Lalitha Subramanian, Nov 10, 2013, DHNS: 19:47 IST
Will the world of the near future be genetically modified to a great degree? Does our dying earth’s salvation lie in genetic modification of man and animal companions?
So it would seem if one could willingly suspend disbelief and accept the inhabitants of Booker Prize winner Margaret Atwood’s new work Maddaddam, final installment to her science fiction trilogy that started with Oryx and Crake (2003), followed by Year of the Flood (2009).
Significantly, the prolific Atwood terms her science fiction as speculative fiction, and contends that the trilogy’s detailing is based on researched scientific plausibility. Thus armed, Atwood populates the desolate post-apocalyptic world of Maddaddam with a few surviving humans, genetically modified Mo’Hairs (sheep with harvestable human-like hair), sundry animals, and importantly, Pigoons. These gene-spliced pigs are portrayed as potential bacon that can also be harvested for their brains and kidneys — but the crafty creatures have emotion enough to reject a meaty end, preferring to help or hinder man, as warranted.
You also have a group of genetically engineered humans — termed the ‘Crakers’, after their creator, Crake, the mad genius from the first book. They’ve been brought in to replace humans lost to the world through a plague unleashed by self-same Crake. And the Crakers, for all their bizarre risqué ways, are fairly acceptable in their gentle herbivorous vice-lessness, far preferable to degraded men like the Painballers (ex-prisoners-turned-killer-cannibals).
Maddaddam occasionally sports a near-biblical tone — an early chapter relates ‘events that set human malice loose in the world again’. It talks of consumerist selfishness, sin, punishing cataclysm and hopeful renewal. And, as the final installment to a trilogy, it sensibly offers a four-page summation of the first two books, titled, ‘The story so far’. It helps just enough and the third book manages to stand on its own — but one could also attempt a bit of reading/research of the earlier books. — and get a complete picture.
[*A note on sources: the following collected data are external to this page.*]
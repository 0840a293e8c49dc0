use std::sync::Arc;

use chrono::{DateTime, Utc};
use tracing::{debug, info};
use uuid::Uuid;

use super::domain::{ApplicationId, LoanApplication, LoanApplicationRequest, LoanDecision};
use super::eligibility::{EligibilityConfig, EligibilityEngine, EligibilityVerdict};
use super::validation::{validate_request, RequestValidationError};

/// Source of fresh application identifiers. Implementations must be safe to call
/// from many request handlers at once and must never repeat an identifier.
pub trait ApplicationIdGenerator: Send + Sync {
    fn next_id(&self) -> ApplicationId;
}

/// Random 128-bit (UUID v4) identifiers; no coordination between instances needed.
#[derive(Debug, Default, Clone, Copy)]
pub struct RandomApplicationIds;

impl ApplicationIdGenerator for RandomApplicationIds {
    fn next_id(&self) -> ApplicationId {
        ApplicationId(Uuid::new_v4().to_string())
    }
}

pub trait Clock: Send + Sync {
    fn now(&self) -> DateTime<Utc>;
}

#[derive(Debug, Default, Clone, Copy)]
pub struct SystemClock;

impl Clock for SystemClock {
    fn now(&self) -> DateTime<Utc> {
        Utc::now()
    }
}

/// Service composing request validation, the eligibility engine, and decision assembly.
pub struct PrequalificationService<G = RandomApplicationIds, C = SystemClock> {
    engine: Arc<EligibilityEngine>,
    ids: Arc<G>,
    clock: Arc<C>,
}

impl PrequalificationService {
    pub fn new(config: EligibilityConfig) -> Self {
        Self::with_parts(config, Arc::new(RandomApplicationIds), Arc::new(SystemClock))
    }
}

impl<G, C> PrequalificationService<G, C>
where
    G: ApplicationIdGenerator + 'static,
    C: Clock + 'static,
{
    pub fn with_parts(config: EligibilityConfig, ids: Arc<G>, clock: Arc<C>) -> Self {
        Self {
            engine: Arc::new(EligibilityEngine::new(config)),
            ids,
            clock,
        }
    }

    pub fn engine(&self) -> &EligibilityEngine {
        &self.engine
    }

    /// Validate a raw submission and decide it. Rejected submissions never consume an id.
    pub fn submit(
        &self,
        request: &LoanApplicationRequest,
    ) -> Result<LoanDecision, PrequalificationError> {
        let application = validate_request(request).inspect_err(|error| {
            debug!(reason = %error, field = ?error.field(), "submission rejected");
        })?;
        Ok(self.decide(&application))
    }

    /// Decide an application that already passed validation.
    pub fn decide(&self, application: &LoanApplication) -> LoanDecision {
        let assessment = self.engine.assess(application);
        for check in &assessment.checks {
            debug!(
                rule = check.rule.as_str(),
                passed = check.passed,
                notes = %check.notes,
                "eligibility rule checked"
            );
        }
        let verdict = assessment.verdict;
        let timestamp = self.clock.now();
        let application_id = self.ids.next_id();

        info!(
            %application_id,
            eligible = verdict.is_eligible(),
            purpose = %application.loan_purpose,
            "pre-qualification decided"
        );

        decision_from(application_id, &verdict, timestamp)
    }
}

fn decision_from(
    application_id: ApplicationId,
    verdict: &EligibilityVerdict,
    timestamp: DateTime<Utc>,
) -> LoanDecision {
    LoanDecision {
        application_id,
        eligible: verdict.is_eligible(),
        reason: verdict.reason(),
        timestamp,
    }
}

/// Error raised by the pre-qualification service.
#[derive(Debug, thiserror::Error)]
pub enum PrequalificationError {
    #[error(transparent)]
    Validation(#[from] RequestValidationError),
}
Apparently, the first and second books were set along parallel timelines. Book one took place in the ‘Compounds’ (‘fortified corporations containing the technocrat elite that controlled society through their collective security arm, the CorpSeCorps’). Its protagonists were Jimmy (the ailing prophet Snowman of the third book), Crake and Oryx, a haunting child pornography victim who partners Crake, teaches the Crakers, loves, dies.
Book two was set in the ‘Pleeblands’ — the suburbs and slums of the common people. It introduced wise, witty gentle Toby, an Eve attached to the God’s Gardeners group, a pacifist ‘green religion’ started by Adam One, son of a rogue preacher (the villainous Reverend with his Church of Petroleum). Adam’s brother Zeb, once part of the Gardeners, later splits to form his own band of anti-Corp insurgents, the Maddaddamites, a violent group that deals with corporate wickedness in their own special manner — as becomes evident in the third book, which basically tells back-stories from the first two books, and finally marches to a confrontation-conclusion.
The third and present book is effectively a wrapping up sequel where the trilogy’s characters are re-analysed, before new action can lead to a resolution. It starts and ends with violence, but in-between there is a calm accepting continuation of life as possible in the destroyed and disintegrating world of Maddaddam. Calm and sensible, Toby leads the story and the band of survivors, most holed up in a cobb-house refuge. Other characters include her lover, the tried and tested Zeb, rape victim Amanda, the provocative Swift Fox, ailing Jimmy, the perpetually puzzled Crakers, young Craker Bluebeard (Toby’s student and possible future historian), the two vicious Painballers-at-large, their surprise prisoner, others, humans, humanoids, animals, all. They forage, fight petty battles, laugh, survive.
While the plot as such is not too cohesive, there is unity of theme, mischievous word-play, philosophical reflection, acerbic satire, poetic story-telling. Through the book, ecological warrior Atwood mocks, warns, continuously inspires thought and laughter.
And Maddaddam particularly delights with its beautiful marriage of older story-telling tradition to modern writing. Zeb tells Toby all about his and Adam’s horrific childhood at the hands of a demented father; their escape, separation, Zeb’s adventures in the arctic tundra, his bizarre revenge on the father… these thrilling portions may also disturb the squeamish reader. Toby, ritualistically, unfailingly, relates to the persistent Crakers, her own and Zeb’s tales. Amusingly, the Crakers’ incomprehension of everyday terms often leads to quiet hilarity. An ‘Oh fuck’ from Jimmy sees Toby inventing a story about ‘Fuck’ being an invisible guardian angel!
Eventually, teamwork wins the day. Goodness survives. And finally there is a sense of hope even as the reader chokes up on the concluding Story of Toby.